United States: IRS Issues Final Regulations On Allocations Of Partnership Items

On July 31, 2015, the IRS issued final regulations (T.D. 9728) on the allocation of partnership items when a partner's interest varies during the partnership's tax year. The 19-page set of final regulations adopt proposed regulations from 2009, with certain changes, and generally apply to tax years beginning on or after August 3, 2015. The rules apply in any year in which there is a change in a partner's interest in the partnership, either because the partner disposed of all or part of its interest, or because the partner's interest in the partnership was reduced as a result of the entry of a new partner or partners.

The final regulations reorganize section 1.706-4 of the regulations, including provisions and rules concerning:

  • Permissible changes among contemporaneous partners,
  • Safe harbor for partnerships for which capital is not a material income-producing factor,
  • Varying interest rule methods (interim closings and proration),
  • Use of more than one method and convention during the same tax year,
  • Optional regular monthly or semi-monthly interim closings,
  • Segments and proration periods,
  • Determining the items in each segment,
  • Determining the items in each proration period,
  • Varying interest rule conventions—calendar day, semi-monthly, and monthly,
  • Conventions for publicly traded partnerships,
  • Use of more than one convention during a tax year,
  • Deemed timing of variations,
  • Exceptions for admission to and exit from the partnership within a convention period, and
  • Extraordinary items.

The regulations also provide two exceptions to the new rules for certain allocations that would otherwise be subject to the final regulations. These are, first, the "contemporaneous partner exception" and second, an exception for certain service partnerships.

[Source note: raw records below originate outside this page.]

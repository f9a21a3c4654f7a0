// File: crates/agenda_sheets/src/doc.rs

#![allow(dead_code)]
#![cfg(feature = "openapi")]
use utoipa::OpenApi;

use crate::handlers::ActionQuery;
use crate::logic::{BookSlotRequest, BookingResponse, SlotView};

#[utoipa::path(
    get,
    path = "/exec",
    params(ActionQuery),
    responses(
        (status = 200, description = "Free slots in sheet order", body = [SlotView],
         example = json!([
             { "rowIndex": 2, "data": "10/06/2024", "hora": "09:00", "diaSemana": "Segunda-feira" }
         ])
        ),
        (status = 400, description = "Unknown action",
         example = json!({ "error": "Ação inválida" })
        ),
        (status = 500, description = "Slots table missing",
         example = json!({ "error": "A aba \"Horarios\" não foi encontrada na planilha.", "erro": "configuracao" })
        )
    )
)]
fn doc_exec_get_handler() {}

#[utoipa::path(
    get,
    path = "/slots",
    responses(
        (status = 200, description = "Free slots in sheet order", body = [SlotView]),
        (status = 500, description = "Slots table missing")
    )
)]
fn doc_get_slots_handler() {}

#[utoipa::path(
    post,
    path = "/exec",
    request_body(content = BookSlotRequest, example = json!({
        "rowIndex": 2,
        "nome": "Ana",
        "telefone": "11 99999-0000",
        "dataNascimento": "01/01/1990",
        "observacoes": "Primeira consulta"
    })),
    responses(
        (status = 200, description = "Slot booked", body = BookingResponse,
         example = json!({
             "sucesso": true,
             "mensagem": "Agendamento realizado com sucesso!",
             "data": "10/06/2024",
             "hora": "09:00"
         })
        ),
        (status = 400, description = "Missing or invalid fields", body = BookingResponse,
         example = json!({
             "sucesso": false,
             "mensagem": "O campo \"nome\" é obrigatório.",
             "erro": "validacao"
         })
        ),
        (status = 404, description = "Row is not a slot", body = BookingResponse),
        (status = 409, description = "Slot already taken", body = BookingResponse,
         example = json!({
             "sucesso": false,
             "mensagem": "Horário já ocupado. Por favor, escolha outro horário.",
             "erro": "conflito"
         })
        ),
        (status = 502, description = "Spreadsheet unavailable", body = BookingResponse)
    )
)]
fn doc_book_slot_handler() {}

#[utoipa::path(
    post,
    path = "/book",
    request_body = BookSlotRequest,
    responses(
        (status = 200, description = "Slot booked", body = BookingResponse),
        (status = 409, description = "Slot already taken", body = BookingResponse)
    )
)]
fn doc_book_alias_handler() {}

#[utoipa::path(
    get,
    path = "/health",
    responses((status = 200, description = "Service is up", body = String, example = json!("ok")))
)]
fn doc_health_handler() {}

#[derive(OpenApi)]
#[openapi(
    paths(
        doc_exec_get_handler,
        doc_get_slots_handler,
        doc_book_slot_handler,
        doc_book_alias_handler,
        doc_health_handler
    ),
    components(schemas(SlotView, BookSlotRequest, BookingResponse)),
    tags(
        (name = "agenda", description = "Appointment slots kept in a spreadsheet")
    ),
    servers(
        (url = "/api", description = "Agenda API server")
    )
)]
pub struct SheetsApiDoc;
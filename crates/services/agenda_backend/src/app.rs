// File: services/agenda_backend/src/app.rs
use agenda_common::AgendaError;
use agenda_config::AppConfig;
use agenda_sheets::routes as sheets_routes;
use axum::{routing::get, Router};
use std::sync::Arc;
use tower_http::{cors::CorsLayer, trace::TraceLayer};

/// Builds the full application: slot routes under `/api`, docs when enabled, CORS and tracing.
pub async fn build_app(config: Arc<AppConfig>) -> Result<Router, AgendaError> {
    let sheets_router = sheets_routes::routes(config.clone()).await?;
    Ok(assemble(sheets_router))
}

/// Wraps an already built slot router with the shared routes and layers.
pub fn assemble(sheets_router: Router) -> Router {
    let api_router = Router::new()
        .route("/", get(|| async { "Agenda API" }))
        .merge(sheets_router);

    #[allow(unused_mut)] // only mutated with the openapi feature
    let mut app = Router::new().nest("/api", api_router);

    #[cfg(feature = "openapi")]
    {
        use agenda_sheets::doc::SheetsApiDoc;
        use utoipa::OpenApi;
        use utoipa_swagger_ui::SwaggerUi;

        #[derive(OpenApi)]
        #[openapi(
            info(
                title = "Agenda API",
                version = "0.1.0",
                description = "Appointment slots kept in a spreadsheet",
                license(name = "MIT", url = "https://opensource.org/licenses/MIT")
            ),
            components(),
            servers( (url = "/api", description = "Main API Prefix")),
        )]
        struct ApiDoc;

        let mut openapi_doc = ApiDoc::openapi();
        openapi_doc.merge(SheetsApiDoc::openapi());
        tracing::info!("Adding Swagger UI at /api/docs");

        let swagger_ui = SwaggerUi::new("/api/docs").url("/api/docs/openapi.json", openapi_doc);
        app = app.merge(swagger_ui);
    }

    // The booking page is served from another origin.
    app.layer(CorsLayer::permissive())
        .layer(TraceLayer::new_for_http())
}
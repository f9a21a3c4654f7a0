use std::fmt;
use thiserror::Error;

use crate::services::StoreError;

/// The base error type for all Agenda errors.
///
/// The display text is the human readable message sent back to API callers,
/// so it is written for the person filling the booking form.
#[derive(Error, Debug, Clone, PartialEq, Eq)]
pub enum AgendaError {
    /// A backing table is missing or the service is misconfigured
    #[error("{0}")]
    ConfigError(String),

    /// Required booking fields are absent or malformed
    #[error("{0}")]
    ValidationError(String),

    /// The slot stopped being free between listing and booking
    #[error("{0}")]
    ConflictError(String),

    /// The request body could not be parsed
    #[error("{0}")]
    ParseError(String),

    /// The addressed row does not exist in the slots table
    #[error("{0}")]
    NotFoundError(String),

    /// The backing store failed or returned unusable data
    #[error("{0}")]
    StoreError(String),

    #[error("{0}")]
    InternalError(String),
}

impl AgendaError {
    /// Stable machine readable code, sent as the `erro` field of failure payloads.
    pub fn code(&self) -> &'static str {
        match self {
            AgendaError::ConfigError(_) => "configuracao",
            AgendaError::ValidationError(_) => "validacao",
            AgendaError::ConflictError(_) => "conflito",
            AgendaError::ParseError(_) => "requisicao_invalida",
            AgendaError::NotFoundError(_) => "nao_encontrado",
            AgendaError::StoreError(_) => "armazenamento",
            AgendaError::InternalError(_) => "interno",
        }
    }
}

/// A trait for converting errors to HTTP status codes.
pub trait HttpStatusCode {
    /// Returns the HTTP status code for this error.
    fn status_code(&self) -> u16;
}

impl HttpStatusCode for AgendaError {
    fn status_code(&self) -> u16 {
        match self {
            AgendaError::ConfigError(_) => 500,
            AgendaError::ValidationError(_) => 400,
            AgendaError::ConflictError(_) => 409,
            AgendaError::ParseError(_) => 400,
            AgendaError::NotFoundError(_) => 404,
            AgendaError::StoreError(_) => 502,
            AgendaError::InternalError(_) => 500,
        }
    }
}

impl From<StoreError> for AgendaError {
    fn from(err: StoreError) -> Self {
        match err {
            StoreError::TableNotFound(table) => AgendaError::ConfigError(format!(
                "A aba \"{}\" não foi encontrada na planilha.",
                table
            )),
            StoreError::RowOutOfRange { table, row } => AgendaError::NotFoundError(format!(
                "A linha {} não existe na aba \"{}\".",
                row, table
            )),
            other => AgendaError::StoreError(other.to_string()),
        }
    }
}

impl From<serde_json::Error> for AgendaError {
    fn from(err: serde_json::Error) -> Self {
        AgendaError::ParseError(format!("Corpo da requisição inválido: {}", err))
    }
}

// Utility functions for error handling
pub fn config_error<T: fmt::Display>(message: T) -> AgendaError {
    AgendaError::ConfigError(message.to_string())
}

pub fn validation_error<T: fmt::Display>(message: T) -> AgendaError {
    AgendaError::ValidationError(message.to_string())
}

pub fn not_found<T: fmt::Display>(message: T) -> AgendaError {
    AgendaError::NotFoundError(message.to_string())
}

pub fn conflict<T: fmt::Display>(message: T) -> AgendaError {
    AgendaError::ConflictError(message.to_string())
}

pub fn parse_error<T: fmt::Display>(message: T) -> AgendaError {
    AgendaError::ParseError(message.to_string())
}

Contemporaneous partner exception

The final regulations provide an exception for dispositions of less than a partner's entire interest in the partnership when the variation in the partner's interest is not attributable to a capital contribution or a partnership distribution to a partner that is a return of capital. This exception applies where the allocations resulting from the modification otherwise comply with Sec. 704(b) and its regulations (requiring partners' distributive shares to have substantial economic effect and meet other requirements). In response to comments, the final regulations expanded the scope of the contemporaneous partner exception to include allocations of items attributable solely to a particular segment of a partnership's year.

However, despite requests from commentators, the final rules do not provide guidance on determining when changes in the allocations among partners are attributable to capital contributions to, and distributions from, the partnership, and which requirements of Sec. 704(b) must be met. The IRS may address these issues in future guidance.

Partnerships for which capital is not a material income-producing factor

The second exception allows certain service partnerships to determine partnership items in years where there is a change in a partner's interest using any reasonable method. The exception in the proposed regulations limited its application to the performance of services only in specific fields, but in response to comments, the final rules expanded the exception to cover any partnership for which capital is not an income-producing factor. In such cases, the partnership and the partner may choose to determine the partners' distributive shares of partnership income, gain, loss, deduction, and credit using any reasonable method, provided that the allocations are valid under Sec. 704(b).

Interim closing and proration methods

One other major change to the proposed regulations relates to determining distributive shares. Whenever there is a change in partnership interests, the partnership must account for the change in determining the distribution of partnership items. The partnership can do this by using the interim closing method—allocating its items among the partners in accord with their respective partnership interests during each segment of the tax year—or the proration method—allocating partnership items in accord with the partners' pro rata shares of the items for the entire tax year. Certain "extraordinary items" are allocated using special rules.

The final rules allow a partnership to use different methods for different ownership changes in the same year, provided that the overall combination of methods is reasonable based on the overall facts and circumstances. A partnership can therefore use the interim closing method for one change and prorations for another change, provided the use is reasonable. This is a significant change from the proposed regulations, which required the use of either the interim closing method or the proration method. Under the proposed regulations, unless the partners agreed to use the proration method, the partnership was required to use the interim closing method. However, the regulations also permit the IRS to restrict the use of the two methods in future guidance.

The content of this article is intended to provide a general guide to the subject matter. Specialist advice should be sought about your specific circumstances.